Try it » Would you output all the entries below without altering a word?

#####

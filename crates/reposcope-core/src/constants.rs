//! Common constants used throughout reposcope-core.
//!
//! Allow-lists that decide which files are fetched and which configuration
//! files are reported live here so the explorer and the analyzer agree.

// ============================================================================
// Directory Names
// ============================================================================

/// The name of the global reposcope configuration directory (`~/.reposcope/`).
pub const REPOSCOPE_HOME_DIR: &str = ".reposcope";

/// The name of the global configuration file.
pub const CONFIG_FILENAME: &str = "config.yaml";

// ============================================================================
// Ignored Directories
// ============================================================================

/// Directories skipped when walking a local checkout.
///
/// They hold VCS metadata, vendored dependencies or build output, none of
/// which appears in a hosted tree listing worth analyzing.
pub const ALWAYS_IGNORED_DIRS: &[&str] = &[
    ".git",
    "target",
    "node_modules",
    ".next",
    ".nuxt",
    ".svelte-kit",
    "dist",
    "build",
    "vendor",
    "__pycache__",
    ".venv",
    "venv",
    ".mypy_cache",
    ".pytest_cache",
    ".turbo",
];

/// Check if a directory name should always be ignored.
#[inline]
pub fn should_ignore_dir(name: &str) -> bool {
    ALWAYS_IGNORED_DIRS.contains(&name)
}

// ============================================================================
// File Allow-Lists
// ============================================================================

/// Configuration files reported in the configuration presence map.
///
/// Paths are repository-relative and matched exactly.
pub const CONFIG_FILES: &[&str] = &[
    "next.config.js",
    "next.config.mjs",
    "next.config.ts",
    "nuxt.config.ts",
    "vite.config.ts",
    "vite.config.js",
    "svelte.config.js",
    "angular.json",
    "tailwind.config.js",
    "tailwind.config.ts",
    "tsconfig.json",
    ".eslintrc.json",
    ".prettierrc",
    "jest.config.js",
    "Dockerfile",
    "docker-compose.yml",
    ".gitlab-ci.yml",
    "vercel.json",
    "netlify.toml",
    "firebase.json",
    "supabase/config.toml",
    "prisma/schema.prisma",
];

/// Dependency manifests and lockfiles, always fetched when present.
pub const MANIFEST_FILES: &[&str] = &[
    "package.json",
    "package-lock.json",
    "yarn.lock",
    "pnpm-lock.yaml",
    "bun.lockb",
    "requirements.txt",
    "Pipfile",
    "Pipfile.lock",
    "pyproject.toml",
    "poetry.lock",
    "Gemfile",
    "Gemfile.lock",
    "composer.json",
    "composer.lock",
    "go.mod",
    "go.sum",
    "Cargo.toml",
    "Cargo.lock",
];

/// Deployment and documentation files, always fetched when present.
pub const DEPLOYMENT_FILES: &[&str] = &[
    "README.md",
    ".env.example",
    "Procfile",
    "fly.toml",
    "render.yaml",
    "railway.json",
    "app.json",
    "serverless.yml",
];

/// Directories whose YAML files are all critical, whatever their names.
pub const WORKFLOW_DIRS: &[&str] = &[".github/workflows/"];

/// Every critical file, in the order the explorer fetches them.
pub fn critical_files() -> impl Iterator<Item = &'static str> {
    MANIFEST_FILES
        .iter()
        .chain(CONFIG_FILES)
        .chain(DEPLOYMENT_FILES)
        .copied()
}

/// A YAML file directly inside one of [`WORKFLOW_DIRS`].
pub fn is_workflow_file(path: &str) -> bool {
    WORKFLOW_DIRS.iter().any(|dir| {
        path.strip_prefix(dir).is_some_and(|name| {
            !name.contains('/') && (name.ends_with(".yml") || name.ends_with(".yaml"))
        })
    })
}

/// Check if a repository path is always fetched: an exact allow-list entry
/// or a workflow file.
pub fn is_critical_file(path: &str) -> bool {
    critical_files().any(|f| f == path) || is_workflow_file(path)
}

// ============================================================================
// Analysis
// ============================================================================

/// Characters of each configuration file kept as a preview.
pub const CONFIG_PREVIEW_CHARS: usize = 200;

/// Method label stamped into analysis metadata.
pub const ANALYSIS_METHOD: &str = "rule-based static analysis";

/// Stage names recorded in report metadata, in execution order.
pub const REPORT_STAGES: &[&str] = &["exploration", "categorization", "gap_analysis"];

// ============================================================================
// Tests
// ============================================================================

#[cfg(test)]
mod tests {
    use super::*;
    use std::collections::HashSet;

    #[test]
    fn test_should_ignore_dir() {
        assert!(should_ignore_dir(".git"));
        assert!(should_ignore_dir("node_modules"));
        assert!(should_ignore_dir("target"));
        assert!(!should_ignore_dir("src"));
        assert!(!should_ignore_dir(".github"));
    }

    #[test]
    fn test_critical_files_unique() {
        let all: Vec<_> = critical_files().collect();
        let unique: HashSet<_> = all.iter().collect();
        assert_eq!(all.len(), unique.len());
    }

    #[test]
    fn test_is_critical_file() {
        assert!(is_critical_file("package.json"));
        assert!(is_critical_file("tailwind.config.js"));
        assert!(is_critical_file("supabase/config.toml"));
        assert!(!is_critical_file("apps/web/package.json"));
        assert!(!is_critical_file("src/index.ts"));
    }

    #[test]
    fn test_any_workflow_name_is_critical() {
        assert!(is_critical_file(".github/workflows/release.yml"));
        assert!(is_critical_file(".github/workflows/deploy-preview.yaml"));
        assert!(!is_critical_file(".github/workflows/README.md"));
        assert!(!is_critical_file(".github/workflows/scripts/build.yml"));
        assert!(!is_critical_file(".github/dependabot.yml"));
    }
}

#####

Task result »
filename crates/reposcope-core/src/constants.rs
//! Common constants used throughout reposcope-core.
//!
//! Allow-lists that decide which files are fetched and which configuration
//! files are reported live here so the explorer and the analyzer agree.

// ============================================================================
// Directory Names
// ============================================================================

/// The name of the global reposcope configuration directory (`~/.reposcope/`).
pub const REPOSCOPE_HOME_DIR: &str = ".reposcope";

/// The name of the global configuration file.
pub const CONFIG_FILENAME: &str = "config.yaml";

// ============================================================================
// Ignored Directories
// ============================================================================

/// Directories skipped when walking a local checkout.
///
/// They hold VCS metadata, vendored dependencies or build output, none of
/// which appears in a hosted tree listing worth analyzing.
pub const ALWAYS_IGNORED_DIRS: &[&str] = &[
    ".git",
    "target",
    "node_modules",
    ".next",
    ".nuxt",
    ".svelte-kit",
    "dist",
    "build",
    "vendor",
    "__pycache__",
    ".venv",
    "venv",
    ".mypy_cache",
    ".pytest_cache",
    ".turbo",
];

/// Check if a directory name should always be ignored.
#[inline]
pub fn should_ignore_dir(name: &str) -> bool {
    ALWAYS_IGNORED_DIRS.contains(&name)
}

// ============================================================================
// File Allow-Lists
// ============================================================================

/// Configuration files reported in the configuration presence map.
///
/// Paths are repository-relative and matched exactly.
pub const CONFIG_FILES: &[&str] = &[
    "next.config.js",
    "next.config.mjs",
    "next.config.ts",
    "nuxt.config.ts",
    "vite.config.ts",
    "vite.config.js",
    "svelte.config.js",
    "angular.json",
    "tailwind.config.js",
    "tailwind.config.ts",
    "tsconfig.json",
    ".eslintrc.json",
    ".prettierrc",
    "jest.config.js",
    "Dockerfile",
    "docker-compose.yml",
    ".gitlab-ci.yml",
    "vercel.json",
    "netlify.toml",
    "firebase.json",
    "supabase/config.toml",
    "prisma/schema.prisma",
];

/// Dependency manifests and lockfiles, always fetched when present.
pub const MANIFEST_FILES: &[&str] = &[
    "package.json",
    "package-lock.json",
    "yarn.lock",
    "pnpm-lock.yaml",
    "bun.lockb",
    "requirements.txt",
    "Pipfile",
    "Pipfile.lock",
    "pyproject.toml",
    "poetry.lock",
    "Gemfile",
    "Gemfile.lock",
    "composer.json",
    "composer.lock",
    "go.mod",
    "go.sum",
    "Cargo.toml",
    "Cargo.lock",
];

/// Deployment and documentation files, always fetched when present.
pub const DEPLOYMENT_FILES: &[&str] = &[
    "README.md",
    ".env.example",
    "Procfile",
    "fly.toml",
    "render.yaml",
    "railway.json",
    "app.json",
    "serverless.yml",
];

/// Directories whose YAML files are all critical, whatever their names.
pub const WORKFLOW_DIRS: &[&str] = &[".github/workflows/"];

/// Every critical file, in the order the explorer fetches them.
pub fn critical_files() -> impl Iterator<Item = &'static str> {
    MANIFEST_FILES
        .iter()
        .chain(CONFIG_FILES)
        .chain(DEPLOYMENT_FILES)
        .copied()
}

/// A YAML file directly inside one of [`WORKFLOW_DIRS`].
pub fn is_workflow_file(path: &str) -> bool {
    WORKFLOW_DIRS.iter().any(|dir| {
        path.strip_prefix(dir).is_some_and(|name| {
            !name.contains('/') && (name.ends_with(".yml") || name.ends_with(".yaml"))
        })
    })
}

/// Check if a repository path is always fetched: an exact allow-list entry
/// or a workflow file.
pub fn is_critical_file(path: &str) -> bool {
    critical_files().any(|f| f == path) || is_workflow_file(path)
}

// ============================================================================
// Analysis
// ============================================================================

/// Characters of each configuration file kept as a preview.
pub const CONFIG_PREVIEW_CHARS: usize = 200;

/// Method label stamped into analysis metadata.
pub const ANALYSIS_METHOD: &str = "rule-based static analysis";

/// Stage names recorded in report metadata, in execution order.
pub const REPORT_STAGES: &[&str] = &["exploration", "categorization", "gap_analysis"];

// ============================================================================
// Tests
// ============================================================================

#[cfg(test)]
mod tests {
    use super::*;
    use std::collections::HashSet;

    #[test]
    fn test_should_ignore_dir() {
        assert!(should_ignore_dir(".git"));
        assert!(should_ignore_dir("node_modules"));
        assert!(should_ignore_dir("target"));
        assert!(!should_ignore_dir("src"));
        assert!(!should_ignore_dir(".github"));
    }

    #[test]
    fn test_critical_files_unique() {
        let all: Vec<_> = critical_files().collect();
        let unique: HashSet<_> = all.iter().collect();
        assert_eq!(all.len(), unique.len());
    }

    #[test]
    fn test_is_critical_file() {
        assert!(is_critical_file("package.json"));
        assert!(is_critical_file("tailwind.config.js"));
        assert!(is_critical_file("supabase/config.toml"));
        assert!(!is_critical_file("apps/web/package.json"));
        assert!(!is_critical_file("src/index.ts"));
    }

    #[test]
    fn test_any_workflow_name_is_critical() {
        assert!(is_critical_file(".github/workflows/release.yml"));
        assert!(is_critical_file(".github/workflows/deploy-preview.yaml"));
        assert!(!is_critical_file(".github/workflows/README.md"));
        assert!(!is_critical_file(".github/workflows/scripts/build.yml"));
        assert!(!is_critical_file(".github/dependabot.yml"));
    }
}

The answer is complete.